## TRY IT
Among the entries, find the lines with the string "None" and report them.

------------------------------------------------

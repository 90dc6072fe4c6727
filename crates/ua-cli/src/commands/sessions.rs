//! Sessions command.

use std::io::Write;

use anyhow::Result;
use ua_core::{DisplayOffset, Session, format_duration};
use ua_directory::DirectoryLookup;

use crate::service::Analytics;

pub async fn run<W: Write, D: DirectoryLookup>(
    writer: &mut W,
    analytics: &Analytics<D>,
    user: &str,
) -> Result<()> {
    let sessions = analytics.user_sessions(user).await?;
    if sessions.is_empty() {
        writeln!(writer, "No sessions recorded for {user}.")?;
        return Ok(());
    }
    let offset = analytics.settings().dashboard.display_offset;
    for session in &sessions {
        writeln!(writer, "{}", format_session(session, offset))?;
    }
    Ok(())
}

fn format_session(session: &Session, offset: DisplayOffset) -> String {
    let duration = session
        .duration_minutes
        .map_or_else(|| "-".to_string(), format_duration);
    format!(
        "#{} {} {} -> {} ({duration}, {})",
        session.id,
        session.status,
        offset.humanize(Some(&session.start_time)),
        offset.humanize(session.end_time.as_deref()),
        session.platform
    )
}

#[cfg(test)]
mod tests {
    use super::*;

    use insta::assert_snapshot;
    use ua_core::SessionStatus;

    #[test]
    fn open_and_closed_sessions_render() {
        let closed = Session {
            id: 3,
            user_id: "42".to_string(),
            start_time: "2025-03-01T10:00:00.000Z".to_string(),
            end_time: Some("2025-03-01T11:05:00.000Z".to_string()),
            duration_minutes: Some(65),
            platform: "ios".to_string(),
            status: SessionStatus::Closed,
        };
        let open = Session {
            id: 4,
            end_time: None,
            duration_minutes: None,
            status: SessionStatus::Open,
            ..closed.clone()
        };

        let offset = DisplayOffset::default();
        assert_snapshot!(
            format_session(&closed, offset),
            @"#3 closed 01.03.2025 13:00:00 -> 01.03.2025 14:05:00 (1h5m, ios)"
        );
        assert_snapshot!(
            format_session(&open, offset),
            @"#4 open 01.03.2025 13:00:00 -> - (-, ios)"
        );
    }
}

------------------------------------------------

## SOLVED EXERCISE
            end_time: None,
            duration_minutes: None,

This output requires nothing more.